Target Market
What is a Target Market?
A target market is a group of consumers or organizations most likely to buy a business’s products or services. Because those buyers are likely to want or need a company’s offerings, it makes the most sense for the company to concentrate its marketing efforts on reaching them. Marketing to these buyers is the most powerful and efficient approach. The alternative – marketing to everyone – is ineffective and costly.
Finding Your Target Market
To discover who your best target market consists of, start by answering three fundamental questions:
- What problem does your product or service solve?
- Who is most likely to have this problem? In what situations do they use it? Is it individuals? Businesses? Families?
- Are there different groups with different needs? You may have more than one target market, or market segment, based on how they use a product or service.

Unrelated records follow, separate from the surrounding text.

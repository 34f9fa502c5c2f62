//! Injected time source. `SystemClock` wraps `Utc::now`;
//! `FakeClock` lets scheduler/alert/stop-loss tests advance time
//! deterministically without sleeping.

use std::sync::atomic::{AtomicI64, Ordering};

use chrono::{DateTime, Utc};

use crate::domain::ports::Clock;

#[derive(Debug, Clone, Copy, Default)]
pub struct SystemClock;

impl Clock for SystemClock {
    fn now(&self) -> DateTime<Utc> {
        Utc::now()
    }
}

/// Test double holding a mutable instant. `advance` moves time forward;
/// the stored value is epoch millis so it's cheap to share via `Arc`
/// without an async lock.
pub struct FakeClock {
    now_ms: AtomicI64,
}

impl FakeClock {
    pub fn new(start: DateTime<Utc>) -> Self {
        Self {
            now_ms: AtomicI64::new(start.timestamp_millis()),
        }
    }

    pub fn advance(&self, duration: chrono::Duration) {
        self.now_ms
            .fetch_add(duration.num_milliseconds(), Ordering::SeqCst);
    }

    pub fn set(&self, at: DateTime<Utc>) {
        self.now_ms.store(at.timestamp_millis(), Ordering::SeqCst);
    }
}

impl Clock for FakeClock {
    fn now(&self) -> DateTime<Utc> {
        DateTime::from_timestamp_millis(self.now_ms.load(Ordering::SeqCst)).unwrap_or_default()
    }
}

#[cfg(test)]
mod tests {
    use super::*;

    #[test]
    fn advance_moves_time_forward() {
        let start = Utc::now();
        let clock = FakeClock::new(start);
        clock.advance(chrono::Duration::seconds(30));
        assert_eq!(
            clock.now().timestamp_millis(),
            start.timestamp_millis() + 30_000
        );
    }
}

Get a little more precise about what pain points your product or service addresses and then who typically feels that pain.
Defining Your Target Market
Once you are clear about who is most suitable to need or want your product or service, it’s time to get even more specific about this group, or groups, of people. There are several different ways to define your market based on various characteristics. You should decide which approach comes closest to describe your perfect customer accurately:
- Consumer or business – Define are you B2B (business-to-business) or a B2C (business-to-consumer) contribution.
- Geographic – Set your location when it comes to selling products.
- Demographic – Write down your best customer demographically means that you define your target market in terms of their gender, age, income level, etc.
- Psychographic – Sometimes, customers don’t fit into a particular group based on visible components, but more based on internal beliefs and values. These are psychographic characteristics.
- Generation – Many companies today define their target market based on which generation they were born in, such as baby boomers or Gen C.
- Cohort – Other companies find that their target market is better defined by looking at cohorts, or groups of people who had similar experiences during childhood, such as being raised by a single dad or attending private school.
- Life stage – Other target markets can be defined by life stage such as post-college, retirement, newly married, newly divorced, or parenting young children, for example.
- Behavioral – Another approach is based on the frequency of use, or behavior, which could be the right choice for vacation rentals, nail salons, car washes, for example.